Action item
Restate the lines word for word, from the one containing "class, phase: KeyPhase::Down" through the last line of the entries below, without any other lines.

(Items from a dataset)
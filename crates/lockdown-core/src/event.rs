//! Platform-agnostic input events.
//!
//! The host translates its native key codes into [`KeyClass`] before handing
//! them to the controller. Only the classes listed in [`RESTRICTED_CLASSES`]
//! are ever blocked, and the classes in [`EXEMPT_CLASSES`] are never blocked.

/// Classes that are consumed while the controller is active.
pub const RESTRICTED_CLASSES: [KeyClass; 7] = [
    KeyClass::Back,
    KeyClass::Home,
    KeyClass::AppSwitch,
    KeyClass::Menu,
    KeyClass::Power,
    KeyClass::VolumeUp,
    KeyClass::VolumeDown,
];

/// Classes that always pass through, whatever the activation state.
///
/// Reserved for call handling. Must stay disjoint from
/// [`RESTRICTED_CLASSES`].
pub const EXEMPT_CLASSES: [KeyClass; 2] = [KeyClass::IncomingCall, KeyClass::EndCall];

/// Input category of a key event.
///
/// Classification is the host's job. A native code that means back, home or
/// any other restricted key must arrive as its named class; passed through
/// raw as [`KeyClass::Other`] it is never blocked.
#[derive(Debug, Clone, Copy, PartialEq, Eq, Hash)]
pub enum KeyClass {
    /// Back navigation.
    Back,
    /// Home / launcher.
    Home,
    /// Recent apps / task switcher.
    AppSwitch,
    /// Menu key.
    Menu,
    /// Power button.
    Power,
    /// Volume up.
    VolumeUp,
    /// Volume down.
    VolumeDown,
    /// Answer an incoming call.
    IncomingCall,
    /// Hang up.
    EndCall,
    /// A platform key code with no named class. Never restricted, even if
    /// the code is the native value of a restricted key.
    Other(u16),
}

impl KeyClass {
    /// Whether this class is blocked while active.
    pub fn is_restricted(self) -> bool {
        RESTRICTED_CLASSES.contains(&self)
    }

    /// Whether this class is reserved for call handling.
    pub fn is_exempt(self) -> bool {
        EXEMPT_CLASSES.contains(&self)
    }
}

/// Phase of a physical key event.
#[derive(Debug, Clone, Copy, PartialEq, Eq, Hash)]
pub enum KeyPhase {
    /// Key pressed.
    Down,
    /// Key released.
    Up,
}

/// A single key event delivered by the host.
#[derive(Debug, Clone, Copy, PartialEq, Eq, Hash)]
pub struct InputEvent {
    /// What the key does.
    pub class: KeyClass,
    /// Press or release.
    pub phase: KeyPhase,
}

impl InputEvent {
    /// Key press of `class`.
    pub fn down(class: KeyClass) -> Self {
        Self { class, phase: KeyPhase::Down }
    }

    /// Key release of `class`.
    pub fn up(class: KeyClass) -> Self {
        Self { class, phase: KeyPhase::Up }
    }
}

#[cfg(test)]
mod tests {
    use super::*;

    #[test]
    fn exempt_and_restricted_are_disjoint() {
        for class in EXEMPT_CLASSES {
            assert!(!class.is_restricted(), "{class:?} is both exempt and restricted");
        }
        for class in RESTRICTED_CLASSES {
            assert!(!class.is_exempt(), "{class:?} is both restricted and exempt");
        }
    }

    #[test]
    fn other_keys_are_neither() {
        let key = KeyClass::Other(24);
        assert!(!key.is_restricted());
        assert!(!key.is_exempt());
    }
}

Exercise answer
        Self { class, phase: KeyPhase::Down }
    }

    /// Key release of `class`.
    pub fn up(class: KeyClass) -> Self {
        Self { class, phase: KeyPhase::Up }
    }
}

#[cfg(test)]
mod tests {
    use super::*;

    #[test]
    fn exempt_and_restricted_are_disjoint() {
        for class in EXEMPT_CLASSES {
            assert!(!class.is_restricted(), "{class:?} is both exempt and restricted");
        }
        for class in RESTRICTED_CLASSES {
            assert!(!class.is_exempt(), "{class:?} is both restricted and exempt");
        }
    }

    #[test]
    fn other_keys_are_neither() {
        let key = KeyClass::Other(24);
        assert!(!key.is_restricted());
        assert!(!key.is_exempt());
    }
}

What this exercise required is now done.